The case is a securities action being brought by the Musicians’ Pension Fund of Canada, which had been denied funding from Ontario’s Class Proceedings Fund – although the judge said nothing should be read into this.

While historically lawyers in Ontario have themselves indemnified class action clients against adverse costs, the court said the “astronomical size of the adverse costs awards” in such cases has “substantially intensified the risk and the associated barriers to justice”. As a result lawyers were turning towards third-party funders.

The ruling, unusually, laid out the terms of Harbour’s funding agreement: an indemnity of up to C$1m for the motions to certify the class action and grant leave to commence the case, and C$5m thereafter in respect of any common issues trial.

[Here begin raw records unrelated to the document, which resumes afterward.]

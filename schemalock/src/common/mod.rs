//! Shared constants and small utilities.

mod constants;
mod date_utils;
mod type_utils;

pub use constants::*;
pub use date_utils::*;
pub use type_utils::*;
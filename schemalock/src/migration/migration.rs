use crate::errors::SchemaResult;
use crate::store::DocumentStore;

/// A single versioned unit of schema-mutating work.
///
/// Implementations receive the shared store handle and perform their
/// changes synchronously. Under normal operation each migration runs at
/// most once per deployment, but a crash between a partial run and the
/// version advancement means the whole pending range is re-run on the
/// next startup. Migrations that need crash-recovery correctness must
/// therefore be written to be safe to re-run; the coordinator only
/// provides the exclusion mechanism.
///
/// Any `Fn(&DocumentStore) -> SchemaResult<()>` closure is a migration:
///
/// ```rust,ignore
/// use schemalock::doc;
///
/// let updater = SchemaUpdater::builder()
///     .add_migration("1.0.0", |store: &DocumentStore| {
///         store.insert_one("settings", doc! { theme: "dark" })
///     })
///     .open(store)?;
/// ```
pub trait Migration: Send + Sync {
    /// Applies the migration against the store.
    fn migrate(&self, store: &DocumentStore) -> SchemaResult<()>;
}

impl<F> Migration for F
where
    F: Fn(&DocumentStore) -> SchemaResult<()> + Send + Sync,
{
    fn migrate(&self, store: &DocumentStore) -> SchemaResult<()> {
        self(store)
    }
}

If successful, Harbour would be repaid any adverse costs it paid and receive a percentage of the net recovery of the class (net of lawyers’ fees, taxes and other costs) – 7.5% if the case settles before certification or 10% afterwards.

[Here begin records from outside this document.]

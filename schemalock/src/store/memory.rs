use dashmap::DashMap;
use parking_lot::Mutex;
use std::sync::Arc;

use crate::document::Document;
use crate::errors::{ErrorKind, SchemaError, SchemaResult};
use crate::filter::Filter;
use crate::store::{DocumentStoreProvider, FindOptions, UpdateSpec};

/// In-memory document store.
///
/// # Purpose
/// Reference [`DocumentStoreProvider`] used by the test suites and by
/// embedders that want coordination semantics without an external
/// database. Thread-safe: clones share the same collections.
///
/// # Atomicity
/// Every collection guards its documents with a single mutex, so
/// `find_one_and_update` is a genuine one-step conditional update with
/// respect to concurrent callers.
#[derive(Clone, Default)]
pub struct MemoryStore {
    inner: Arc<MemoryStoreInner>,
}

impl MemoryStore {
    pub fn new() -> Self {
        MemoryStore {
            inner: Arc::new(MemoryStoreInner {
                collections: DashMap::new(),
            }),
        }
    }
}

#[derive(Default)]
struct MemoryStoreInner {
    collections: DashMap<String, Arc<MemoryCollection>>,
}

#[derive(Default)]
struct MemoryCollection {
    state: Mutex<CollectionState>,
}

#[derive(Default)]
struct CollectionState {
    documents: Vec<Document>,
    unique_indexes: Vec<String>,
}

impl MemoryStoreInner {
    /// Inserts and index paths auto-create the collection, as document
    /// stores commonly do.
    fn collection_or_create(&self, name: &str) -> Arc<MemoryCollection> {
        self.collections
            .entry(name.to_string())
            .or_insert_with(|| Arc::new(MemoryCollection::default()))
            .value()
            .clone()
    }

    fn collection(&self, name: &str) -> Option<Arc<MemoryCollection>> {
        self.collections.get(name).map(|entry| entry.value().clone())
    }
}

impl DocumentStoreProvider for MemoryStore {
    fn list_collections(&self) -> SchemaResult<Vec<String>> {
        let mut names: Vec<String> = self
            .inner
            .collections
            .iter()
            .map(|entry| entry.key().clone())
            .collect();
        names.sort();
        Ok(names)
    }

    fn create_collection(&self, name: &str) -> SchemaResult<()> {
        match self.inner.collections.entry(name.to_string()) {
            dashmap::mapref::entry::Entry::Occupied(_) => {
                log::error!("A collection with name {} already exists", name);
                Err(SchemaError::new(
                    &format!("A collection with name {} already exists", name),
                    ErrorKind::CollectionAlreadyExists,
                ))
            }
            dashmap::mapref::entry::Entry::Vacant(entry) => {
                entry.insert(Arc::new(MemoryCollection::default()));
                Ok(())
            }
        }
    }

    fn create_unique_index(&self, collection: &str, field: &str) -> SchemaResult<()> {
        let collection = self.inner.collection_or_create(collection);
        let mut state = collection.state.lock();

        if state.unique_indexes.iter().any(|f| f == field) {
            return Ok(());
        }

        // existing data must already satisfy the constraint
        let mut seen = Vec::new();
        for document in &state.documents {
            if let Some(value) = document.get(field) {
                if seen.contains(&value) {
                    return Err(SchemaError::new(
                        &format!("Existing documents violate unique index on {}", field),
                        ErrorKind::UniqueConstraintViolation,
                    ));
                }
                seen.push(value);
            }
        }

        state.unique_indexes.push(field.to_string());
        Ok(())
    }

    fn insert_one(&self, collection: &str, document: Document) -> SchemaResult<()> {
        let collection = self.inner.collection_or_create(collection);
        let mut state = collection.state.lock();

        for field in &state.unique_indexes {
            if let Some(value) = document.get(field) {
                let duplicate = state
                    .documents
                    .iter()
                    .any(|existing| existing.get(field) == Some(value));
                if duplicate {
                    return Err(SchemaError::new(
                        &format!("Duplicate value for unique index on {}", field),
                        ErrorKind::UniqueConstraintViolation,
                    ));
                }
            }
        }

        state.documents.push(document);
        Ok(())
    }

    fn find_one(&self, collection: &str, filter: &Filter) -> SchemaResult<Option<Document>> {
        let Some(collection) = self.inner.collection(collection) else {
            return Ok(None);
        };
        let state = collection.state.lock();
        Ok(state
            .documents
            .iter()
            .find(|document| filter.matches(document))
            .cloned())
    }

    fn find(
        &self,
        collection: &str,
        filter: &Filter,
        options: &FindOptions,
    ) -> SchemaResult<Vec<Document>> {
        let Some(collection) = self.inner.collection(collection) else {
            return Ok(Vec::new());
        };
        let state = collection.state.lock();

        let matching = state
            .documents
            .iter()
            .filter(|document| filter.matches(document))
            .skip(options.skip_count());

        let documents = match options.limit_count() {
            Some(limit) => matching.take(limit).cloned().collect(),
            None => matching.cloned().collect(),
        };
        Ok(documents)
    }

    fn count(&self, collection: &str, filter: &Filter) -> SchemaResult<u64> {
        let Some(collection) = self.inner.collection(collection) else {
            return Ok(0);
        };
        let state = collection.state.lock();
        Ok(state
            .documents
            .iter()
            .filter(|document| filter.matches(document))
            .count() as u64)
    }

    fn find_one_and_update(
        &self,
        collection: &str,
        filter: &Filter,
        update: &UpdateSpec,
    ) -> SchemaResult<Option<Document>> {
        let Some(collection) = self.inner.collection(collection) else {
            return Ok(None);
        };
        let mut state = collection.state.lock();

        let position = state
            .documents
            .iter()
            .position(|document| filter.matches(document));
        let Some(position) = position else {
            return Ok(None);
        };

        let before = state.documents[position].clone();
        update.apply(&mut state.documents[position]);
        Ok(Some(before))
    }
}

#[cfg(test)]
mod tests {
    use super::*;
    use crate::doc;
    use crate::filter::{all, field};

    #[test]
    fn test_create_collection_twice_fails() {
        let store = MemoryStore::new();
        store.create_collection("appSchema").unwrap();

        let err = store.create_collection("appSchema").unwrap_err();
        assert_eq!(err.kind(), &ErrorKind::CollectionAlreadyExists);
    }

    #[test]
    fn test_insert_auto_creates_collection() {
        let store = MemoryStore::new();
        store.insert_one("users", doc! { id: 1 }).unwrap();

        assert_eq!(store.list_collections().unwrap(), vec!["users".to_string()]);
        assert_eq!(store.count("users", &all()).unwrap(), 1);
    }

    #[test]
    fn test_unique_index_rejects_duplicates() {
        let store = MemoryStore::new();
        store.create_collection("appSchema").unwrap();
        store.create_unique_index("appSchema", "name").unwrap();
        store.insert_one("appSchema", doc! { name: "singleton" }).unwrap();

        let err = store
            .insert_one("appSchema", doc! { name: "singleton" })
            .unwrap_err();
        assert_eq!(err.kind(), &ErrorKind::UniqueConstraintViolation);
        assert_eq!(store.count("appSchema", &all()).unwrap(), 1);
    }

    #[test]
    fn test_unique_index_on_dirty_collection_fails() {
        let store = MemoryStore::new();
        store.insert_one("users", doc! { name: "a" }).unwrap();
        store.insert_one("users", doc! { name: "a" }).unwrap();

        let err = store.create_unique_index("users", "name").unwrap_err();
        assert_eq!(err.kind(), &ErrorKind::UniqueConstraintViolation);
    }

    #[test]
    fn test_find_one_and_update_returns_pre_image() {
        let store = MemoryStore::new();
        store
            .insert_one("appSchema", doc! { locked: false, lockTimestamp: 0 })
            .unwrap();

        let before = store
            .find_one_and_update(
                "appSchema",
                &field("locked").eq(false),
                &UpdateSpec::new().set("locked", true).set("lockTimestamp", 99i64),
            )
            .unwrap()
            .expect("document should match");

        assert_eq!(before.get_bool("locked"), Some(false));

        let after = store.find_one("appSchema", &all()).unwrap().unwrap();
        assert_eq!(after.get_bool("locked"), Some(true));
        assert_eq!(after.get_i64("lockTimestamp"), Some(99));
    }

    #[test]
    fn test_find_one_and_update_without_match() {
        let store = MemoryStore::new();
        store
            .insert_one("appSchema", doc! { locked: true })
            .unwrap();

        let matched = store
            .find_one_and_update(
                "appSchema",
                &field("locked").eq(false),
                &UpdateSpec::new().set("locked", true),
            )
            .unwrap();
        assert!(matched.is_none());

        // untouched collection
        let document = store.find_one("appSchema", &all()).unwrap().unwrap();
        assert_eq!(document.get_bool("locked"), Some(true));
    }

    #[test]
    fn test_find_with_window() {
        let store = MemoryStore::new();
        for i in 0..5 {
            store.insert_one("items", doc! { seq: (i as i64) }).unwrap();
        }

        let page = store
            .find("items", &all(), &FindOptions::new().skip(1).limit(2))
            .unwrap();
        assert_eq!(page.len(), 2);
        assert_eq!(page[0].get_i64("seq"), Some(1));
        assert_eq!(page[1].get_i64("seq"), Some(2));

        let missing = store.find("nope", &all(), &FindOptions::new()).unwrap();
        assert!(missing.is_empty());
    }
}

The lawyers are working on a full contingency fee basis and covering the disbursements.

The court held that it had to approve third-party funding agreements in class actions before they took effect and extracted a series of principles from the developing case law that need to be taken into account, including:

  • Third-party funding agreements are not categorically illegal on the grounds of champerty or maintenance, but a particular agreement might be;
  • The agreement is not a privileged document.
  • The agreement “must not compromise or impair the lawyer and client relationship and the lawyer's duties of loyalty and confidentiality or impair the lawyer’s professional judgment and carriage of the litigation”;
  • The agreement must not diminish claimant’s rights to control the litigation.
  • The court must be satisfied that the representative claimant will have less interest in the conduct of the case because they are not at risk of adverse costs;
  • The court must be satisfied that the agreement is necessary in order to provide access to justice; and
  • The court must be satisfied that the agreement is fair and reasonable to the class, and that the funder will not be over-compensated.

Susan Dunn, head of litigation funding at Harbour, said: “This decision reflects a clear endorsement by the Ontario court of the benefits of third-party funding by professional funders like Harbour.

“This is a continuation of decisions Harbour has seen in courts in other common law jurisdictions outside the UK in which it has funded cases – including New Zealand, Bermuda, Jersey and the British Virgin Islands – where the courts have affirmed Harbour's litigation funding and recognised litigation funding as an essential component of the litigation landscape.”